[Stored data]
··········
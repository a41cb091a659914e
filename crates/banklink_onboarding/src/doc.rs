// --- File: crates/banklink_onboarding/src/doc.rs ---
#![allow(dead_code)]
#![cfg(feature = "openapi")]
use utoipa::OpenApi;
use banklink_common::ErrorBody;
use crate::logic::{
    CompleteSubscriptionRequest, CompleteSubscriptionResponse, InitiatePlaidLinkRequest,
    InitiatePlaidLinkResponse,
};

#[utoipa::path(
    post,
    path = "/initiate-plaid-link", // Path relative to /api
    request_body(content = InitiatePlaidLinkRequest, example = json!({
        "email": "jane.doe@example.com",
        "name": "Jane Doe"
    })),
    responses(
        (status = 200, description = "Customer created and link token issued", body = InitiatePlaidLinkResponse),
        (status = 500, description = "Invalid body, Stripe or Plaid error", body = ErrorBody)
    ),
    tag = "Onboarding"
)]
fn doc_initiate_plaid_link_handler() {}

#[utoipa::path(
    post,
    path = "/complete-subscription", // Path relative to /api
    request_body(content = CompleteSubscriptionRequest, example = json!({
        "customerId": "cus_NffrFeUfNV2Hib",
        "publicToken": "public-sandbox-b0e2c4ee",
        "accountId": "vzeNDwK7KQIm4yEog683uElbp9GRLEFXGK98D"
    })),
    responses(
        (status = 200, description = "Bank account attached and subscription created", body = CompleteSubscriptionResponse),
        (status = 500, description = "Invalid body, Stripe or Plaid error", body = ErrorBody)
    ),
    tag = "Onboarding"
)]
fn doc_complete_subscription_handler() {}

#[derive(OpenApi)]
#[openapi(
    paths(doc_initiate_plaid_link_handler, doc_complete_subscription_handler),
    components(schemas(
        InitiatePlaidLinkRequest,
        InitiatePlaidLinkResponse,
        CompleteSubscriptionRequest,
        CompleteSubscriptionResponse,
        ErrorBody
    )),
    tags((name = "Onboarding", description = "Plaid bank linking and Stripe bank-debit subscriptions"))
)]
pub struct OnboardingApiDoc;
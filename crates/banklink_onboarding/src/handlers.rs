// --- File: crates/banklink_onboarding/src/handlers.rs ---
use crate::logic::{
    complete_subscription, initiate_plaid_link, CompleteSubscriptionRequest,
    CompleteSubscriptionResponse, InitiatePlaidLinkRequest, InitiatePlaidLinkResponse,
    OnboardingError,
};
use axum::{
    extract::{rejection::JsonRejection, State},
    response::{IntoResponse, Json, Response},
};
use banklink_common::{
    handle_json_result, internal_error, logging::{log_error, log_result}, BanklinkError,
    ServiceFactory, SharedBankLinkService, SharedBillingService,
};
use banklink_config::AppConfig;
use std::future::Future;
use std::sync::Arc;
use tracing::{info_span, Instrument, Span};
use uuid::Uuid;

// --- State for Onboarding Handlers ---
// Provider clients are built once by the service factory and shared.
#[derive(Clone)]
pub struct OnboardingState {
    pub billing: SharedBillingService,
    pub bank_link: SharedBankLinkService,
    /// Recurring price every subscription is created on.
    pub price_id: String,
}

impl OnboardingState {
    pub fn new(config: &AppConfig, factory: &dyn ServiceFactory) -> Self {
        Self {
            billing: factory.billing_service(),
            bank_link: factory.bank_link_service(),
            price_id: config.stripe.price_id.clone(),
        }
    }
}

fn reject_body(rejection: JsonRejection, context: &str) -> Response {
    let err = BanklinkError::from(rejection);
    log_error(&err, context);
    err.into_response()
}

/// Runs a flow on its own task so it finishes even if the caller goes away.
///
/// Dropping the handler future (client disconnect) only drops the wait; the
/// provider calls keep going and the response is discarded.
async fn run_detached<T, F>(span: Span, flow: F) -> Result<T, BanklinkError>
where
    T: Send + 'static,
    F: Future<Output = Result<T, OnboardingError>> + Send + 'static,
{
    match tokio::spawn(flow.instrument(span)).await {
        Ok(result) => result.map_err(BanklinkError::from),
        Err(join_error) => Err(internal_error(format!(
            "onboarding flow did not finish: {}",
            join_error
        ))),
    }
}

/// Axum handler creating the customer and the Plaid link token.
#[axum::debug_handler]
pub async fn initiate_plaid_link_handler(
    State(state): State<Arc<OnboardingState>>,
    payload: Result<Json<InitiatePlaidLinkRequest>, JsonRejection>,
) -> Result<Json<InitiatePlaidLinkResponse>, Response> {
    let span = info_span!("initiate_plaid_link", request_id = %Uuid::new_v4());
    let Json(request) = match payload {
        Ok(body) => body,
        Err(rejection) => {
            return Err(span.in_scope(|| reject_body(rejection, "Rejected initiate-plaid-link body")))
        }
    };

    let result = run_detached(span.clone(), async move {
        initiate_plaid_link(state.billing.as_ref(), state.bank_link.as_ref(), request).await
    })
    .await;

    span.in_scope(|| {
        handle_json_result(log_result(
            result,
            "Plaid link initiated",
            "Error in initiate-plaid-link",
        ))
    })
}

/// Axum handler finishing bank linking and creating the subscription.
#[axum::debug_handler]
pub async fn complete_subscription_handler(
    State(state): State<Arc<OnboardingState>>,
    payload: Result<Json<CompleteSubscriptionRequest>, JsonRejection>,
) -> Result<Json<CompleteSubscriptionResponse>, Response> {
    let span = info_span!("complete_subscription", request_id = %Uuid::new_v4());
    let Json(request) = match payload {
        Ok(body) => body,
        Err(rejection) => {
            return Err(span.in_scope(|| reject_body(rejection, "Rejected complete-subscription body")))
        }
    };

    let result = run_detached(span.clone(), async move {
        complete_subscription(
            state.billing.as_ref(),
            state.bank_link.as_ref(),
            &state.price_id,
            request,
        )
        .await
    })
    .await;

    span.in_scope(|| {
        handle_json_result(log_result(
            result,
            "Subscription completed",
            "Error in complete-subscription",
        ))
    })
}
··········
Copy all of the entries above exactly as shown.

- **Written answer**
repository a41cb091a659914e
filename crates/banklink_onboarding/src/doc.rs
// --- File: crates/banklink_onboarding/src/doc.rs ---
#![allow(dead_code)]
#![cfg(feature = "openapi")]
use utoipa::OpenApi;
use banklink_common::ErrorBody;
use crate::logic::{
    CompleteSubscriptionRequest, CompleteSubscriptionResponse, InitiatePlaidLinkRequest,
    InitiatePlaidLinkResponse,
};

#[utoipa::path(
    post,
    path = "/initiate-plaid-link", // Path relative to /api
    request_body(content = InitiatePlaidLinkRequest, example = json!({
        "email": "jane.doe@example.com",
        "name": "Jane Doe"
    })),
    responses(
        (status = 200, description = "Customer created and link token issued", body = InitiatePlaidLinkResponse),
        (status = 500, description = "Invalid body, Stripe or Plaid error", body = ErrorBody)
    ),
    tag = "Onboarding"
)]
fn doc_initiate_plaid_link_handler() {}

#[utoipa::path(
    post,
    path = "/complete-subscription", // Path relative to /api
    request_body(content = CompleteSubscriptionRequest, example = json!({
        "customerId": "cus_NffrFeUfNV2Hib",
        "publicToken": "public-sandbox-b0e2c4ee",
        "accountId": "vzeNDwK7KQIm4yEog683uElbp9GRLEFXGK98D"
    })),
    responses(
        (status = 200, description = "Bank account attached and subscription created", body = CompleteSubscriptionResponse),
        (status = 500, description = "Invalid body, Stripe or Plaid error", body = ErrorBody)
    ),
    tag = "Onboarding"
)]
fn doc_complete_subscription_handler() {}

#[derive(OpenApi)]
#[openapi(
    paths(doc_initiate_plaid_link_handler, doc_complete_subscription_handler),
    components(schemas(
        InitiatePlaidLinkRequest,
        InitiatePlaidLinkResponse,
        CompleteSubscriptionRequest,
        CompleteSubscriptionResponse,
        ErrorBody
    )),
    tags((name = "Onboarding", description = "Plaid bank linking and Stripe bank-debit subscriptions"))
)]
pub struct OnboardingApiDoc;
filename crates/banklink_onboarding/src/handlers.rs
// --- File: crates/banklink_onboarding/src/handlers.rs ---
use crate::logic::{
    complete_subscription, initiate_plaid_link, CompleteSubscriptionRequest,
    CompleteSubscriptionResponse, InitiatePlaidLinkRequest, InitiatePlaidLinkResponse,
    OnboardingError,
};
use axum::{
    extract::{rejection::JsonRejection, State},
    response::{IntoResponse, Json, Response},
};
use banklink_common::{
    handle_json_result, internal_error, logging::{log_error, log_result}, BanklinkError,
    ServiceFactory, SharedBankLinkService, SharedBillingService,
};
use banklink_config::AppConfig;
use std::future::Future;
use std::sync::Arc;
use tracing::{info_span, Instrument, Span};
use uuid::Uuid;

// --- State for Onboarding Handlers ---
// Provider clients are built once by the service factory and shared.
#[derive(Clone)]
pub struct OnboardingState {
    pub billing: SharedBillingService,
    pub bank_link: SharedBankLinkService,
    /// Recurring price every subscription is created on.
    pub price_id: String,
}

impl OnboardingState {
    pub fn new(config: &AppConfig, factory: &dyn ServiceFactory) -> Self {
        Self {
            billing: factory.billing_service(),
            bank_link: factory.bank_link_service(),
            price_id: config.stripe.price_id.clone(),
        }
    }
}

fn reject_body(rejection: JsonRejection, context: &str) -> Response {
    let err = BanklinkError::from(rejection);
    log_error(&err, context);
    err.into_response()
}

/// Runs a flow on its own task so it finishes even if the caller goes away.
///
/// Dropping the handler future (client disconnect) only drops the wait; the
/// provider calls keep going and the response is discarded.
async fn run_detached<T, F>(span: Span, flow: F) -> Result<T, BanklinkError>
where
    T: Send + 'static,
    F: Future<Output = Result<T, OnboardingError>> + Send + 'static,
{
    match tokio::spawn(flow.instrument(span)).await {
        Ok(result) => result.map_err(BanklinkError::from),
        Err(join_error) => Err(internal_error(format!(
            "onboarding flow did not finish: {}",
            join_error
        ))),
    }
}

/// Axum handler creating the customer and the Plaid link token.
#[axum::debug_handler]
pub async fn initiate_plaid_link_handler(
    State(state): State<Arc<OnboardingState>>,
    payload: Result<Json<InitiatePlaidLinkRequest>, JsonRejection>,
) -> Result<Json<InitiatePlaidLinkResponse>, Response> {
    let span = info_span!("initiate_plaid_link", request_id = %Uuid::new_v4());
    let Json(request) = match payload {
        Ok(body) => body,
        Err(rejection) => {
            return Err(span.in_scope(|| reject_body(rejection, "Rejected initiate-plaid-link body")))
        }
    };

    let result = run_detached(span.clone(), async move {
        initiate_plaid_link(state.billing.as_ref(), state.bank_link.as_ref(), request).await
    })
    .await;

    span.in_scope(|| {
        handle_json_result(log_result(
            result,
            "Plaid link initiated",
            "Error in initiate-plaid-link",
        ))
    })
}

/// Axum handler finishing bank linking and creating the subscription.
#[axum::debug_handler]
pub async fn complete_subscription_handler(
    State(state): State<Arc<OnboardingState>>,
    payload: Result<Json<CompleteSubscriptionRequest>, JsonRejection>,
) -> Result<Json<CompleteSubscriptionResponse>, Response> {
    let span = info_span!("complete_subscription", request_id = %Uuid::new_v4());
    let Json(request) = match payload {
        Ok(body) => body,
        Err(rejection) => {
            return Err(span.in_scope(|| reject_body(rejection, "Rejected complete-subscription body")))
        }
    };

    let result = run_detached(span.clone(), async move {
        complete_subscription(
            state.billing.as_ref(),
            state.bank_link.as_ref(),
            &state.price_id,
            request,
        )
        .await
    })
    .await;

    span.in_scope(|| {
        handle_json_result(log_result(
            result,
            "Subscription completed",
            "Error in complete-subscription",
        ))
    })
}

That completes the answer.